For both spark master and worker we configured the following environment variables:

Environment	Description
SPARK_MASTER	Spark master url
SPARK_WORKER_CORES	Number of cpu cores allocated for the worker
SPARK_WORKER_MEMORY	Amount of ram allocated for the worker
SPARK_DRIVER_MEMORY	Amount of ram allocated for the driver programs
SPARK_EXECUTOR_MEMORY	Amount of ram allocated for the executor programs
SPARK_WORKLOAD	The spark workload to run(can be any of master, worker, submit)

Compared to 2018 version the following changes were made:

Removed the custom network and ip addresses
Expose 2 workers instead of 3, and expose each worker port in the range of(9090...9091 and so on)
Pyspark support thanks to community contributions
Include a postgresql instance to run the demos(both demos store data in jdbc)

The final step to create your test cluster will be to run the compose file:

docker-compose up -d

To validate your cluster just access the spark UI on each worker & master URL

Spark Master: http://localhost:9090

Spark Worker 1: http://localhost:9091

Spark Worker 2: http://localhost:9092

Database Server

To check database server just use the psql command(or any database client of your choice):

psql -U postgres -h 0.0.0.0 -p 5432
#It will ask for your password defined in the compose file

The Demo Apps

The following apps can be found in apps directory, this apps are used as proof of concept of our cluster behavior.

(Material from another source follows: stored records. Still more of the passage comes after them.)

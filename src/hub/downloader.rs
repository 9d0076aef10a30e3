use std::path::PathBuf;

use super::config::DownloadConfig;
use super::error::HubError;
use super::fetcher::HubFetcher;
use super::lister::HubLister;

/// 다운로드 실행 결과 요약
#[derive(Debug, Clone, PartialEq, Eq)]
pub struct DownloadReport {
    /// 목록에서 발견한 파일 수
    pub total: usize,
    /// 성공적으로 받은 파일 수
    pub succeeded: usize,
    /// 파일이 저장된 디렉토리
    pub model_dir: PathBuf,
}

/// 목록 조회 → 디렉토리 생성 → 순차 다운로드를 묶는 오케스트레이터
pub struct ModelDownloader {
    config: DownloadConfig,
    lister: HubLister,
    fetcher: HubFetcher,
}

impl ModelDownloader {
    pub fn new(config: DownloadConfig) -> Result<Self, HubError> {
        let lister = HubLister::new(config.clone());
        let fetcher = HubFetcher::new(config.clone())?;
        Ok(Self {
            config,
            lister,
            fetcher,
        })
    }

    /// 모델 전체 다운로드 실행
    ///
    /// 목록 조회 실패와 출력 디렉토리 생성 실패는 치명적(Err 반환).
    /// 개별 파일 실패는 출력만 하고 다음 파일로 계속 진행한다.
    pub async fn run(&self) -> Result<DownloadReport, HubError> {
        println!("🔍 Checking available files...");
        let files = self.lister.list_files().await?;
        println!("✅ Found {} files", files.len());

        let model_dir = self.config.model_dir();
        tokio::fs::create_dir_all(&model_dir).await?;

        println!("\n📥 Starting downloads...");
        println!("{}", "-".repeat(50));

        let mut succeeded = 0;
        for (i, file) in files.iter().enumerate() {
            println!("[{}/{}] Downloading {}...", i + 1, files.len(), file.path);

            match self.fetcher.fetch_file(file, &model_dir).await {
                Ok(written) => {
                    if file.size > 0 && written != file.size {
                        println!(
                            "⚠️  Size mismatch for {}: expected {} bytes, got {}",
                            file.path, file.size, written
                        );
                    }
                    println!("✅ Downloaded {} ({} bytes)", file.path, written);
                    succeeded += 1;
                }
                Err(e) => {
                    println!("❌ Failed to download {}: {}", file.path, e);
                }
            }
        }

        Ok(DownloadReport {
            total: files.len(),
            succeeded,
            model_dir,
        })
    }
}
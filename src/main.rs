use anyhow::Result;
use clap::{Arg, Command};
use hugdl::hub::{DownloadConfig, ModelDownloader};
use std::process;

#[tokio::main]
async fn main() {
    env_logger::init();

    let matches = Command::new("hugdl")
        .version(env!("CARGO_PKG_VERSION"))
        .about("🚀 hugdl - HuggingFace 모델 다운로더")
        .after_help(
            "Examples:\n  \
             hugdl --model Qwen/Qwen2.5-Coder-0.5B\n  \
             hugdl --model microsoft/DialoGPT-medium\n  \
             hugdl --model meta-llama/Llama-2-7b-chat-hf --output ./my-models",
        )
        .arg(
            Arg::new("model")
                .long("model")
                .short('m')
                .value_name("MODEL_ID")
                .help("HuggingFace 모델 ID (예: Qwen/Qwen2.5-Coder-0.5B)")
                .default_value("Qwen/Qwen2.5-Coder-0.5B"),
        )
        .arg(
            Arg::new("output")
                .long("output")
                .short('o')
                .value_name("DIR")
                .help("다운로드 출력 디렉토리")
                .default_value("./models"),
        )
        .get_matches();

    let model_id = matches.get_one::<String>("model").unwrap();
    let output_dir = matches.get_one::<String>("output").unwrap();

    if let Err(e) = run(model_id, output_dir).await {
        eprintln!("❌ 오류: {}", e);
        process::exit(1);
    }
}

async fn run(model_id: &str, output_dir: &str) -> Result<()> {
    println!("🚀 hugdl - HuggingFace Model Downloader");
    println!("{}", "=".repeat(50));

    let config = DownloadConfig::new(model_id, output_dir);
    println!("📦 Model: {}", config.model_id);
    println!("📁 Output: {}", config.model_dir().display());
    println!("{}", "=".repeat(50));

    let downloader = ModelDownloader::new(config)?;
    let report = downloader.run().await?;

    println!("{}", "=".repeat(50));
    println!(
        "🎉 Download complete! {}/{} files downloaded successfully",
        report.succeeded, report.total
    );
    println!("📁 Files saved to: {}", report.model_dir.display());

    Ok(())
}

NY Bus Stops Data [Pyspark]

This programs just loads archived data from MTA Bus Time and apply basic filters using spark sql, the result are persisted into a postgresql table.

The loaded table will contain the following structure:

latitude	longitude	time_received	vehicle_id	distance_along_trip	inferred_direction_id	inferred_phase	inferred_route_id	inferred_trip_id	next_scheduled_stop_distance	next_scheduled_stop_id	report_hour	report_date
40.668602	-73.986697	2014-08-01 04:00:01	469	4135.34710710144	1	IN_PROGRESS	MTA NYCT_B63	MTA NYCT_JG_C4-Weekday-141500_B63_123	2.63183804205619	MTA_305423	2014-08-01 04:00:00	2014-08-01

To submit the app connect to one of the workers or the master and execute:

/opt/spark/bin/spark-submit --master spark://spark-master:7077 \
--jars /opt/spark-apps/postgresql-42.2.22.jar \
--driver-memory 1G \
--executor-memory 1G \
/opt/spark-apps/main.py

MTA Bus Analytics[Scala]

This program takes the archived data from MTA Bus Time and make some aggregations on it, the calculated results are persisted on postgresql tables.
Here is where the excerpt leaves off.